AlchemyAPI provides easy-to-use facilities for performing concept tagging on any posted web page.

Posted content is normalized/cleaned (removing ads, navigation links, and other unimportant content), the primary document language is detected, and concept tagging is performed automatically. These API calls may be utilized to process posted (uploaded) webpages and other HTML content. If you are processing content hosted on a publicly accessible website, consider using our URL processing calls instead.

API Call: HTMLGetRankedConcepts

Description: The HTMLGetRankedConcepts call is utilized to extract a relevancy-ranked list of concept tags for a posted HTML document. AlchemyAPI will extract text from the posted HTML document structure (ignoring navigation links, advertisements, and other undesireable content), and perform concept tagging operations.

Endpoint: http://access.alchemyapi.com/calls/html/HTMLGetRankedConcepts

Parameters:

http argument parameter description
apikey your private api key

(required parameter)
html HTML document content (must be uri-argument encoded)

(required parameter)
url HTML document URL (must be uri-argument encoded)

(optional parameter, for response tracking purposes.)
maxRetrieve maximum number of concept tags to extract (default: 8)

(optional parameter)
outputMode desired API output format

Possible values:
xml (default)
json
rdf

(optional parameter)
jsonp desired JSONP callback

(optional parameter, requires "outputMode" to be set to json)
linkedData whether to include Linked Data content links with identified concept tags.

Possible values:
1 - enabled (default)
0 - disabled

(optional parameter.)
showSourceText whether to include the original 'source text' the concept tags were extracted from within the API response.

Possible values:
1 - enabled
0 - disabled (default)

(optional parameter)
sourceText where to obtain the text that will be processed by this API call.

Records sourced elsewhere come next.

use std::process::ExitCode;

use engine::run_app_with_handles;
use tracing::error;

use super::bootstrap::AppWiring;

pub(crate) fn run(app: AppWiring) -> ExitCode {
    if let Err(err) = run_app_with_handles(app.config, app.scene, app.handles) {
        error!(error = %err, "runtime_failed");
        return ExitCode::FAILURE;
    }

    ExitCode::SUCCESS
}
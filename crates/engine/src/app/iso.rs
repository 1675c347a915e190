use super::Vec2;

/// Vertical lift applied to anything standing on a raised cell.
pub const ELEVATION_STEP_PX: f32 = 24.0;

const DEPTH_PER_GRID_SUM: i64 = 100;
const DEPTH_PER_ELEVATION: i64 = 10;

#[derive(Debug, Clone, Copy, Default, PartialEq, Eq, Hash)]
pub struct GridPos {
    pub x: i32,
    pub y: i32,
}

impl GridPos {
    pub const fn new(x: i32, y: i32) -> Self {
        Self { x, y }
    }

    pub fn in_square(self, size: u32) -> bool {
        let size = size as i64;
        (0..size).contains(&(self.x as i64)) && (0..size).contains(&(self.y as i64))
    }

    pub fn clamped_to_square(self, size: u32) -> Self {
        let max = size.saturating_sub(1).min(i32::MAX as u32) as i32;
        Self {
            x: self.x.clamp(0, max),
            y: self.y.clamp(0, max),
        }
    }

    /// Chebyshev distance; adjacent diagonals count as one step.
    pub fn chebyshev_distance(self, other: GridPos) -> u32 {
        let dx = (self.x as i64 - other.x as i64).unsigned_abs();
        let dy = (self.y as i64 - other.y as i64).unsigned_abs();
        dx.max(dy).min(u32::MAX as u64) as u32
    }
}

/// Grid cell (possibly fractional) to isometric pixel space.
///
/// `tile_size` is the half-width of a tile diamond; the half-height is
/// `tile_size / 2`.
pub fn grid_to_iso(x: f32, y: f32, tile_size: f32) -> Vec2 {
    Vec2 {
        x: (x - y) * tile_size,
        y: (x + y) * tile_size * 0.5,
    }
}

/// Inverse of [`grid_to_iso`], rounded to the nearest cell.
///
/// Halves round up (`floor(v + 0.5)`), so a point exactly on a tile seam
/// always resolves to the cell with the larger index.
pub fn iso_to_grid(iso: Vec2, tile_size: f32) -> GridPos {
    if !(tile_size.is_finite() && tile_size > 0.0) {
        return GridPos::default();
    }
    let a = iso.x as f64 / tile_size as f64;
    let b = iso.y as f64 / (tile_size as f64 * 0.5);
    GridPos {
        x: round_half_up((a + b) * 0.5),
        y: round_half_up((b - a) * 0.5),
    }
}

/// Painter's-order key: larger grid sums draw later, elevation breaks ties.
///
/// Monotone in `x + y` as long as elevations on compared cells differ by
/// fewer than ten levels.
pub fn depth_key(x: i32, y: i32, z: i32) -> i64 {
    (x as i64 + y as i64) * DEPTH_PER_GRID_SUM + z as i64 * DEPTH_PER_ELEVATION
}

fn round_half_up(value: f64) -> i32 {
    if !value.is_finite() {
        return 0;
    }
    (value + 0.5).floor().clamp(i32::MIN as f64, i32::MAX as f64) as i32
}

#[cfg(test)]
mod tests {
    use super::*;

    const TILE: f32 = 64.0;

    #[test]
    fn integer_cells_round_trip_exactly() {
        for y in -8..44 {
            for x in -8..44 {
                let iso = grid_to_iso(x as f32, y as f32, TILE);
                assert_eq!(iso_to_grid(iso, TILE), GridPos::new(x, y), "cell=({x},{y})");
            }
        }
    }

    #[test]
    fn grid_to_iso_matches_diamond_layout() {
        let iso = grid_to_iso(3.0, 1.0, TILE);
        assert_eq!(iso, Vec2 { x: 128.0, y: 128.0 });
        let plaza = grid_to_iso(17.5, 17.5, TILE);
        assert_eq!(plaza, Vec2 { x: 0.0, y: 1120.0 });
    }

    #[test]
    fn continuous_points_resolve_to_nearest_cell() {
        let near = Vec2 {
            x: 63.0,
            y: 640.0,
        };
        assert_eq!(iso_to_grid(near, TILE), GridPos::new(10, 10));
        let across_seam = Vec2 {
            x: 66.0,
            y: 640.0,
        };
        assert_eq!(iso_to_grid(across_seam, TILE), GridPos::new(11, 9));
    }

    #[test]
    fn seam_points_round_half_up() {
        // a = 0.5, b = 0.5 -> (0.5, 0.0): x rounds up, y stays.
        let seam = Vec2 { x: 32.0, y: 16.0 };
        assert_eq!(iso_to_grid(seam, TILE), GridPos::new(1, 0));
    }

    #[test]
    fn degenerate_tile_size_maps_to_origin() {
        assert_eq!(iso_to_grid(Vec2 { x: 5.0, y: 5.0 }, 0.0), GridPos::default());
    }

    #[test]
    fn depth_is_monotone_in_grid_sum_under_small_elevation_gaps() {
        for sum in 0..70 {
            for z_front in 0..10 {
                let back = depth_key(sum, 0, 9);
                let front = depth_key(0, sum + 1, z_front);
                assert!(back < front, "sum={sum} z_front={z_front}");
            }
        }
    }

    #[test]
    fn elevation_breaks_ties_on_same_cell() {
        assert!(depth_key(4, 4, 0) < depth_key(4, 4, 1));
        assert_eq!(depth_key(2, 3, 0), depth_key(3, 2, 0));
    }

    #[test]
    fn clamp_and_bounds_helpers_agree() {
        assert!(GridPos::new(35, 0).in_square(36));
        assert!(!GridPos::new(36, 0).in_square(36));
        assert!(!GridPos::new(0, -1).in_square(36));
        assert_eq!(GridPos::new(-3, 40).clamped_to_square(36), GridPos::new(0, 35));
        assert_eq!(GridPos::new(2, 2).chebyshev_distance(GridPos::new(3, 4)), 2);
    }
}
use super::rendering::{screen_to_world, Viewport};
use super::Vec2;

pub const CAMERA_ZOOM_STEP_FACTOR: f32 = 1.1;
pub const CAMERA_DEFAULT_MAX_ZOOM: f32 = 2.0;
const CAMERA_ZOOM_FLOOR: f32 = 0.01;

/// Axis-aligned world area the camera is allowed to show, in iso pixels.
#[derive(Debug, Clone, Copy, PartialEq)]
pub struct WorldRect {
    pub min_x: f32,
    pub min_y: f32,
    pub width: f32,
    pub height: f32,
}

impl WorldRect {
    pub fn centered_on(center: Vec2, width: f32, height: f32) -> Self {
        Self {
            min_x: center.x - width * 0.5,
            min_y: center.y - height * 0.5,
            width,
            height,
        }
    }

    pub fn center(&self) -> Vec2 {
        Vec2 {
            x: self.min_x + self.width * 0.5,
            y: self.min_y + self.height * 0.5,
        }
    }

    pub fn max_x(&self) -> f32 {
        self.min_x + self.width
    }

    pub fn max_y(&self) -> f32 {
        self.min_y + self.height
    }

    fn is_degenerate(&self) -> bool {
        !(self.width.is_finite() && self.height.is_finite())
            || self.width <= 0.0
            || self.height <= 0.0
    }
}

/// Pan/zoom state over a fixed world rectangle.
///
/// Zoom stays within `[min_zoom, max_zoom]` where `min_zoom` is the smallest
/// scale at which the world still covers the whole viewport. The centre is
/// clamped so world edges never enter view.
#[derive(Debug, Clone, Copy)]
pub struct Camera2D {
    center: Vec2,
    zoom: f32,
    min_zoom: f32,
    max_zoom: f32,
    viewport: Viewport,
    world: WorldRect,
}

impl Default for Camera2D {
    fn default() -> Self {
        let viewport = Viewport {
            width: 1280,
            height: 720,
        };
        let world = WorldRect::centered_on(Vec2::default(), 1280.0, 720.0);
        Self::new(world, viewport, 1.0, CAMERA_DEFAULT_MAX_ZOOM)
    }
}

impl Camera2D {
    pub fn new(world: WorldRect, viewport: Viewport, zoom: f32, max_zoom: f32) -> Self {
        let mut camera = Self {
            center: world.center(),
            zoom,
            min_zoom: CAMERA_ZOOM_FLOOR,
            max_zoom,
            viewport,
            world,
        };
        camera.recompute_bounds();
        camera.set_zoom_clamped(zoom);
        camera
    }

    pub fn center(&self) -> Vec2 {
        self.center
    }

    pub fn zoom(&self) -> f32 {
        self.zoom
    }

    pub fn min_zoom(&self) -> f32 {
        self.min_zoom
    }

    pub fn max_zoom(&self) -> f32 {
        self.max_zoom.max(self.min_zoom)
    }

    pub fn viewport(&self) -> Viewport {
        self.viewport
    }

    pub fn world(&self) -> WorldRect {
        self.world
    }

    /// Applies a viewport resize immediately.
    pub fn resize(&mut self, width: u32, height: u32) {
        self.viewport = Viewport { width, height };
        self.recompute_bounds();
        if self.zoom < self.min_zoom || !self.zoom.is_finite() {
            self.zoom = self.min_zoom;
        } else if self.zoom > self.max_zoom() {
            self.zoom = self.max_zoom();
        }
        self.clamp_center();
    }

    pub fn set_zoom_clamped(&mut self, zoom: f32) {
        self.zoom = if zoom.is_finite() {
            zoom.clamp(self.min_zoom, self.max_zoom())
        } else {
            self.min_zoom
        };
        self.clamp_center();
    }

    /// Zooms by `CAMERA_ZOOM_STEP_FACTOR^steps`, keeping the world point under
    /// `anchor_px` fixed on screen when the clamp allows it.
    pub fn zoom_at(&mut self, anchor_px: Option<Vec2>, steps: i32) {
        if steps == 0 {
            return;
        }
        let anchor_px = anchor_px.unwrap_or_else(|| self.viewport_center_px());
        let anchor_world = screen_to_world(anchor_px, self);
        let factor = CAMERA_ZOOM_STEP_FACTOR.powi(steps.clamp(-64, 64));
        self.set_zoom_clamped(self.zoom * factor);

        let half = self.viewport_center_px();
        self.center = Vec2 {
            x: anchor_world.x - (anchor_px.x - half.x) / self.zoom,
            y: anchor_world.y - (anchor_px.y - half.y) / self.zoom,
        };
        self.clamp_center();
    }

    /// Moves the view so content follows a pointer drag of `delta_px`.
    pub fn pan_by_screen_delta(&mut self, delta_px: Vec2) {
        if delta_px == Vec2::default() {
            return;
        }
        self.center = Vec2 {
            x: self.center.x - delta_px.x / self.zoom,
            y: self.center.y - delta_px.y / self.zoom,
        };
        self.clamp_center();
    }

    pub fn center_on(&mut self, world_point: Vec2) {
        self.center = world_point;
        self.clamp_center();
    }

    pub fn visible_world_rect(&self) -> WorldRect {
        let width = self.viewport.width as f32 / self.zoom;
        let height = self.viewport.height as f32 / self.zoom;
        WorldRect::centered_on(self.center, width, height)
    }

    fn viewport_center_px(&self) -> Vec2 {
        Vec2 {
            x: self.viewport.width as f32 * 0.5,
            y: self.viewport.height as f32 * 0.5,
        }
    }

    fn recompute_bounds(&mut self) {
        self.min_zoom = min_zoom_for(self.viewport, self.world);
    }

    fn clamp_center(&mut self) {
        if self.world.is_degenerate() {
            return;
        }
        let half_w = self.viewport.width as f32 / (2.0 * self.zoom);
        let half_h = self.viewport.height as f32 / (2.0 * self.zoom);
        let world_center = self.world.center();
        self.center.x = clamp_axis(
            self.center.x,
            half_w,
            self.world.min_x,
            self.world.max_x(),
            world_center.x,
        );
        self.center.y = clamp_axis(
            self.center.y,
            half_h,
            self.world.min_y,
            self.world.max_y(),
            world_center.y,
        );
    }
}

/// `max(vw / world_w, vh / world_h)`, never below the zoom floor.
pub(crate) fn min_zoom_for(viewport: Viewport, world: WorldRect) -> f32 {
    if world.is_degenerate() {
        return CAMERA_ZOOM_FLOOR;
    }
    let by_width = viewport.width as f32 / world.width;
    let by_height = viewport.height as f32 / world.height;
    let min_zoom = by_width.max(by_height);
    if min_zoom.is_finite() {
        min_zoom.max(CAMERA_ZOOM_FLOOR)
    } else {
        CAMERA_ZOOM_FLOOR
    }
}

fn clamp_axis(value: f32, half_view: f32, min: f32, max: f32, world_center: f32) -> f32 {
    if !half_view.is_finite() || half_view * 2.0 >= max - min {
        return world_center;
    }
    if !value.is_finite() {
        return world_center;
    }
    value.clamp(min + half_view, max - half_view)
}

#[cfg(test)]
mod tests {
    use super::*;

    fn village_world() -> WorldRect {
        WorldRect::centered_on(Vec2 { x: 0.0, y: 1120.0 }, 4800.0, 2600.0)
    }

    fn viewport(width: u32, height: u32) -> Viewport {
        Viewport { width, height }
    }

    #[test]
    fn min_zoom_is_largest_axis_ratio() {
        let min_zoom = min_zoom_for(viewport(1920, 1080), village_world());
        assert!((min_zoom - 1080.0 / 2600.0).abs() < 1e-6);
    }

    #[test]
    fn resize_forces_stale_zoom_up_to_new_minimum() {
        let mut camera = Camera2D::new(village_world(), viewport(1920, 1080), 0.48, 2.0);
        camera.zoom = 0.18;

        camera.resize(800, 600);

        let expected = (800.0_f32 / 4800.0).max(600.0_f32 / 2600.0);
        assert_eq!(camera.min_zoom(), expected);
        assert_eq!(camera.zoom(), expected);
        assert!((camera.zoom() - 0.2308).abs() < 1e-4);
    }

    #[test]
    fn resize_keeps_zoom_that_is_already_in_range() {
        let mut camera = Camera2D::new(village_world(), viewport(1920, 1080), 0.9, 2.0);
        camera.resize(800, 600);
        assert_eq!(camera.zoom(), 0.9);
    }

    #[test]
    fn zero_sized_viewport_does_not_divide_by_zero() {
        let mut camera = Camera2D::new(village_world(), viewport(1280, 720), 0.5, 2.0);
        camera.resize(0, 0);
        assert!(camera.zoom().is_finite());
        assert!(camera.min_zoom() > 0.0);
        assert!(camera.center().x.is_finite() && camera.center().y.is_finite());
    }

    #[test]
    fn degenerate_world_uses_zoom_floor() {
        let world = WorldRect {
            min_x: 0.0,
            min_y: 0.0,
            width: 0.0,
            height: 100.0,
        };
        assert_eq!(min_zoom_for(viewport(800, 600), world), CAMERA_ZOOM_FLOOR);
    }

    #[test]
    fn zoom_is_clamped_to_bounds() {
        let mut camera = Camera2D::new(village_world(), viewport(1280, 720), 1.0, 2.0);
        camera.set_zoom_clamped(10.0);
        assert_eq!(camera.zoom(), 2.0);
        camera.set_zoom_clamped(0.0001);
        assert_eq!(camera.zoom(), camera.min_zoom());
        camera.zoom_at(None, -40);
        assert_eq!(camera.zoom(), camera.min_zoom());
    }

    #[test]
    fn world_edges_never_enter_view() {
        let mut camera = Camera2D::new(village_world(), viewport(1280, 720), 1.0, 2.0);
        camera.pan_by_screen_delta(Vec2 {
            x: 100_000.0,
            y: -100_000.0,
        });
        let visible = camera.visible_world_rect();
        let world = camera.world();
        assert!(visible.min_x >= world.min_x - 1e-3);
        assert!(visible.max_y() <= world.max_y() + 1e-3);
    }

    #[test]
    fn zoom_at_cursor_keeps_anchor_world_point_fixed() {
        let mut camera = Camera2D::new(village_world(), viewport(1280, 720), 1.0, 2.0);
        let anchor = Vec2 { x: 700.0, y: 400.0 };
        let before = screen_to_world(anchor, &camera);
        camera.zoom_at(Some(anchor), 2);
        let after = screen_to_world(anchor, &camera);
        assert!((before.x - after.x).abs() < 0.01);
        assert!((before.y - after.y).abs() < 0.01);
        assert!((camera.zoom() - 1.21).abs() < 1e-5);
    }

    #[test]
    fn drag_moves_content_with_pointer() {
        let mut camera = Camera2D::new(village_world(), viewport(1280, 720), 1.0, 2.0);
        let start = camera.center();
        camera.pan_by_screen_delta(Vec2 { x: 50.0, y: 20.0 });
        assert!((camera.center().x - (start.x - 50.0)).abs() < 1e-3);
        assert!((camera.center().y - (start.y - 20.0)).abs() < 1e-3);
    }
}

AlchemyAPI supports multiple modes of text extraction: web page cleaning (removes ads, navigation links, etc.), raw text extraction (processes all web page text, including ads / nav links), visual constraint queries, and XPath queries.

Possible values:
cleaned_or_raw cleaning enabled, fallback to raw when cleaning produces no text (default)
cleaned operate on 'cleaned' web page text (web page cleaning enabled)
raw operate on raw web page text (web page cleaning disabled)
cquery operate on the results of a visual constraints query

Note: The 'cquery' http argument must also be set to a valid visual constraints query.
xpath operate on the results of an XPath query

Note: The 'xpath' http argument must also be set to a valid XPath query.

(optional parameter)
cquery a visual constraints query to apply to the web page.

Constraint queries enable API operations to be performed on a targeted area of a web page, such as a story title or product description.

(optional parameter, used when sourceText is set to 'cquery'. must be uri-argument encoded)
xpath an XPath query to apply to the web page.

XPath queries enable API operations to be performed on a targeted area of a web page, such as a story title or product description.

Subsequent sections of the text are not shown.